Work item: Print out the data below in full, exactly as written.

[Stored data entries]
_ _ _ _

//! Self-haze, haze composition and precision.
//!
//! Self-haze is `h_max · exp(-α · ch1)` per bin: directions where nothing is
//! observed are foggy, densely observed ones are clear.  The scalar mode is
//! the same field with every bin set from the mean occupancy.
//!
//! An agent that stays slow for longer than the stall window also builds up
//! stall haze over its frontal sector.  It is composed into self-haze by
//! per-bin max, so the precision of whatever blocks the way ahead drops
//! until the agent starts moving again.

use eph_core::{ensure_non_negative, ensure_positive, EphError, EphResult};

use crate::spm::PROXIMITY;
use crate::{BinField, PolarGrid, SaliencyMap};

#[derive(Copy, Clone, Debug, Default, PartialEq, Eq)]
#[cfg_attr(feature = "serde", derive(serde::Serialize, serde::Deserialize))]
#[cfg_attr(feature = "serde", serde(rename_all = "snake_case"))]
pub enum HazeMode {
    /// One haze value per bin.
    #[default]
    Field,
    /// A single value from the mean occupancy, broadcast to every bin.
    Scalar,
}

/// Haze and precision parameters.
#[derive(Clone, Debug, PartialEq)]
#[cfg_attr(feature = "serde", derive(serde::Serialize, serde::Deserialize))]
#[cfg_attr(feature = "serde", serde(default))]
pub struct HazeConfig {
    /// Upper bound of self-haze.  0 disables it.
    pub h_max:   f64,
    /// Decay of self-haze with occupancy.
    pub alpha:   f64,
    /// ε in `precision = 1 / (haze + ε)`.
    pub epsilon: f64,
    pub mode:    HazeMode,
    pub stall:   StallConfig,
}

impl Default for HazeConfig {
    fn default() -> Self {
        Self { h_max: 1.0, alpha: 4.0, epsilon: 0.1, mode: HazeMode::Field, stall: StallConfig::default() }
    }
}

impl HazeConfig {
    pub fn validate(&self) -> EphResult<()> {
        ensure_non_negative("haze.h_max", self.h_max)?;
        ensure_non_negative("haze.alpha", self.alpha)?;
        ensure_positive("haze.epsilon", self.epsilon)?;
        self.stall.validate()
    }
}

// ── Stall haze ────────────────────────────────────────────────────────────────

/// Deadlock escape parameters.
#[derive(Clone, Debug, PartialEq)]
#[cfg_attr(feature = "serde", derive(serde::Serialize, serde::Deserialize))]
#[cfg_attr(feature = "serde", serde(default))]
pub struct StallConfig {
    /// A tick with committed speed below this counts as stalled.
    pub speed_threshold:        f64,
    /// Stall haze rises only while the stall counter exceeds this.
    pub window_ticks:           u32,
    /// Per-tick increase of the stall level past the window.
    pub rise:                   f64,
    /// Per-tick decrease otherwise.
    pub fall:                   f64,
    /// Bins whose centre bearing is within this many degrees of the heading
    /// receive stall haze.
    pub frontal_half_angle_deg: f64,
}

impl Default for StallConfig {
    fn default() -> Self {
        Self {
            speed_threshold:        0.1,
            window_ticks:           50,
            rise:                   0.05,
            fall:                   0.01,
            frontal_half_angle_deg: 60.0,
        }
    }
}

impl StallConfig {
    pub fn validate(&self) -> EphResult<()> {
        ensure_non_negative("haze.stall.speed_threshold", self.speed_threshold)?;
        ensure_non_negative("haze.stall.rise", self.rise)?;
        ensure_non_negative("haze.stall.fall", self.fall)?;
        ensure_non_negative("haze.stall.frontal_half_angle_deg", self.frontal_half_angle_deg)?;
        if self.frontal_half_angle_deg > 180.0 {
            return Err(EphError::config(format!(
                "haze.stall.frontal_half_angle_deg must be at most 180, got {}",
                self.frontal_half_angle_deg
            )));
        }
        Ok(())
    }

    /// One tick of an agent's stall state: `(counter, level)` given the speed
    /// it just committed.  The level stays in `[0, 1]`.
    pub fn advance(&self, ticks: u32, level: f64, speed: f64) -> (u32, f64) {
        let ticks = if speed < self.speed_threshold { ticks.saturating_add(1) } else { ticks.saturating_sub(1) };
        let level = if level.is_finite() { level } else { 0.0 };
        let level = if ticks > self.window_ticks { level + self.rise } else { level - self.fall };
        (ticks, level.clamp(0.0, 1.0))
    }
}

/// Derives self-haze from a saliency map's proximity channel.
#[derive(Clone, Debug)]
pub struct SelfHazeEstimator {
    pub config: HazeConfig,
}

impl SelfHazeEstimator {
    pub fn new(config: HazeConfig) -> EphResult<Self> {
        config.validate()?;
        Ok(Self { config })
    }

    #[inline]
    fn haze_for(&self, occupancy: f64) -> f64 {
        let occ = if occupancy.is_finite() { occupancy.clamp(0.0, 1.0) } else { 0.0 };
        (self.config.h_max * (-self.config.alpha * occ).exp()).clamp(0.0, self.config.h_max)
    }

    pub fn estimate(&self, map: &SaliencyMap) -> BinField {
        let occupancy = map.channel_field(PROXIMITY);
        match self.config.mode {
            HazeMode::Field => occupancy.map(|o| self.haze_for(o)),
            HazeMode::Scalar => {
                let h = self.haze_for(occupancy.mean());
                BinField::filled(map.n_radial, map.n_angular, h)
            }
        }
    }

    /// `level · h_max` over the frontal sector, zero elsewhere.
    pub fn stall_haze(&self, grid: &PolarGrid, level: f64) -> BinField {
        let level = if level.is_finite() { level.clamp(0.0, 1.0) } else { 0.0 };
        let half = self.config.stall.frontal_half_angle_deg.to_radians();
        let h = level * self.config.h_max;
        let mut field = BinField::uniform(grid, 0.0);
        for a in (0..grid.n_angular).filter(|&a| grid.bearing_center(a).abs() <= half) {
            for r in 0..grid.n_radial {
                field.set(r, a, h);
            }
        }
        field
    }

    /// Self-haze of `map` with the stall haze of `level` composed in.
    pub fn estimate_stalled(&self, map: &SaliencyMap, grid: &PolarGrid, level: f64) -> BinField {
        let haze = self.estimate(map);
        if level > 0.0 { compose(&haze, &self.stall_haze(grid, level)) } else { haze }
    }

    /// Per-bin precision of a composed haze field.
    pub fn precision_field(&self, haze: &BinField) -> BinField {
        haze.map(|h| precision(h, self.config.epsilon))
    }
}

/// Per-bin maximum of two haze fields.  Commutative and idempotent, and never
/// larger than the larger input bound.
pub fn compose(self_haze: &BinField, env_haze: &BinField) -> BinField {
    debug_assert!(self_haze.same_shape(env_haze));
    BinField {
        n_radial:  self_haze.n_radial,
        n_angular: self_haze.n_angular,
        values:    self_haze
            .values
            .iter()
            .zip(&env_haze.values)
            .map(|(&a, &b)| a.max(b))
            .collect(),
    }
}

/// `1 / (haze + ε)`.  Negative or non-finite haze is treated as 0 so the
/// result is always finite and positive for `ε > 0`.
#[inline]
pub fn precision(haze: f64, epsilon: f64) -> f64 {
    let h = if haze.is_finite() { haze.max(0.0) } else { 0.0 };
    1.0 / (h + epsilon)
}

_ _ _ _

Task answer:
//! Self-haze, haze composition and precision.
//!
//! Self-haze is `h_max · exp(-α · ch1)` per bin: directions where nothing is
//! observed are foggy, densely observed ones are clear.  The scalar mode is
//! the same field with every bin set from the mean occupancy.
//!
//! An agent that stays slow for longer than the stall window also builds up
//! stall haze over its frontal sector.  It is composed into self-haze by
//! per-bin max, so the precision of whatever blocks the way ahead drops
//! until the agent starts moving again.

use eph_core::{ensure_non_negative, ensure_positive, EphError, EphResult};

use crate::spm::PROXIMITY;
use crate::{BinField, PolarGrid, SaliencyMap};

#[derive(Copy, Clone, Debug, Default, PartialEq, Eq)]
#[cfg_attr(feature = "serde", derive(serde::Serialize, serde::Deserialize))]
#[cfg_attr(feature = "serde", serde(rename_all = "snake_case"))]
pub enum HazeMode {
    /// One haze value per bin.
    #[default]
    Field,
    /// A single value from the mean occupancy, broadcast to every bin.
    Scalar,
}

/// Haze and precision parameters.
#[derive(Clone, Debug, PartialEq)]
#[cfg_attr(feature = "serde", derive(serde::Serialize, serde::Deserialize))]
#[cfg_attr(feature = "serde", serde(default))]
pub struct HazeConfig {
    /// Upper bound of self-haze.  0 disables it.
    pub h_max:   f64,
    /// Decay of self-haze with occupancy.
    pub alpha:   f64,
    /// ε in `precision = 1 / (haze + ε)`.
    pub epsilon: f64,
    pub mode:    HazeMode,
    pub stall:   StallConfig,
}

impl Default for HazeConfig {
    fn default() -> Self {
        Self { h_max: 1.0, alpha: 4.0, epsilon: 0.1, mode: HazeMode::Field, stall: StallConfig::default() }
    }
}

impl HazeConfig {
    pub fn validate(&self) -> EphResult<()> {
        ensure_non_negative("haze.h_max", self.h_max)?;
        ensure_non_negative("haze.alpha", self.alpha)?;
        ensure_positive("haze.epsilon", self.epsilon)?;
        self.stall.validate()
    }
}

// ── Stall haze ────────────────────────────────────────────────────────────────

/// Deadlock escape parameters.
#[derive(Clone, Debug, PartialEq)]
#[cfg_attr(feature = "serde", derive(serde::Serialize, serde::Deserialize))]
#[cfg_attr(feature = "serde", serde(default))]
pub struct StallConfig {
    /// A tick with committed speed below this counts as stalled.
    pub speed_threshold:        f64,
    /// Stall haze rises only while the stall counter exceeds this.
    pub window_ticks:           u32,
    /// Per-tick increase of the stall level past the window.
    pub rise:                   f64,
    /// Per-tick decrease otherwise.
    pub fall:                   f64,
    /// Bins whose centre bearing is within this many degrees of the heading
    /// receive stall haze.
    pub frontal_half_angle_deg: f64,
}

impl Default for StallConfig {
    fn default() -> Self {
        Self {
            speed_threshold:        0.1,
            window_ticks:           50,
            rise:                   0.05,
            fall:                   0.01,
            frontal_half_angle_deg: 60.0,
        }
    }
}

impl StallConfig {
    pub fn validate(&self) -> EphResult<()> {
        ensure_non_negative("haze.stall.speed_threshold", self.speed_threshold)?;
        ensure_non_negative("haze.stall.rise", self.rise)?;
        ensure_non_negative("haze.stall.fall", self.fall)?;
        ensure_non_negative("haze.stall.frontal_half_angle_deg", self.frontal_half_angle_deg)?;
        if self.frontal_half_angle_deg > 180.0 {
            return Err(EphError::config(format!(
                "haze.stall.frontal_half_angle_deg must be at most 180, got {}",
                self.frontal_half_angle_deg
            )));
        }
        Ok(())
    }

    /// One tick of an agent's stall state: `(counter, level)` given the speed
    /// it just committed.  The level stays in `[0, 1]`.
    pub fn advance(&self, ticks: u32, level: f64, speed: f64) -> (u32, f64) {
        let ticks = if speed < self.speed_threshold { ticks.saturating_add(1) } else { ticks.saturating_sub(1) };
        let level = if level.is_finite() { level } else { 0.0 };
        let level = if ticks > self.window_ticks { level + self.rise } else { level - self.fall };
        (ticks, level.clamp(0.0, 1.0))
    }
}

/// Derives self-haze from a saliency map's proximity channel.
#[derive(Clone, Debug)]
pub struct SelfHazeEstimator {
    pub config: HazeConfig,
}

impl SelfHazeEstimator {
    pub fn new(config: HazeConfig) -> EphResult<Self> {
        config.validate()?;
        Ok(Self { config })
    }

    #[inline]
    fn haze_for(&self, occupancy: f64) -> f64 {
        let occ = if occupancy.is_finite() { occupancy.clamp(0.0, 1.0) } else { 0.0 };
        (self.config.h_max * (-self.config.alpha * occ).exp()).clamp(0.0, self.config.h_max)
    }

    pub fn estimate(&self, map: &SaliencyMap) -> BinField {
        let occupancy = map.channel_field(PROXIMITY);
        match self.config.mode {
            HazeMode::Field => occupancy.map(|o| self.haze_for(o)),
            HazeMode::Scalar => {
                let h = self.haze_for(occupancy.mean());
                BinField::filled(map.n_radial, map.n_angular, h)
            }
        }
    }

    /// `level · h_max` over the frontal sector, zero elsewhere.
    pub fn stall_haze(&self, grid: &PolarGrid, level: f64) -> BinField {
        let level = if level.is_finite() { level.clamp(0.0, 1.0) } else { 0.0 };
        let half = self.config.stall.frontal_half_angle_deg.to_radians();
        let h = level * self.config.h_max;
        let mut field = BinField::uniform(grid, 0.0);
        for a in (0..grid.n_angular).filter(|&a| grid.bearing_center(a).abs() <= half) {
            for r in 0..grid.n_radial {
                field.set(r, a, h);
            }
        }
        field
    }

    /// Self-haze of `map` with the stall haze of `level` composed in.
    pub fn estimate_stalled(&self, map: &SaliencyMap, grid: &PolarGrid, level: f64) -> BinField {
        let haze = self.estimate(map);
        if level > 0.0 { compose(&haze, &self.stall_haze(grid, level)) } else { haze }
    }

    /// Per-bin precision of a composed haze field.
    pub fn precision_field(&self, haze: &BinField) -> BinField {
        haze.map(|h| precision(h, self.config.epsilon))
    }
}

/// Per-bin maximum of two haze fields.  Commutative and idempotent, and never
/// larger than the larger input bound.
pub fn compose(self_haze: &BinField, env_haze: &BinField) -> BinField {
    debug_assert!(self_haze.same_shape(env_haze));
    BinField {
        n_radial:  self_haze.n_radial,
        n_angular: self_haze.n_angular,
        values:    self_haze
            .values
            .iter()
            .zip(&env_haze.values)
            .map(|(&a, &b)| a.max(b))
            .collect(),
    }
}

/// `1 / (haze + ε)`.  Negative or non-finite haze is treated as 0 so the
/// result is always finite and positive for `ε > 0`.
#[inline]
pub fn precision(haze: f64, epsilon: f64) -> f64 {
    let h = if haze.is_finite() { haze.max(0.0) } else { 0.0 };
    1.0 / (h + epsilon)
}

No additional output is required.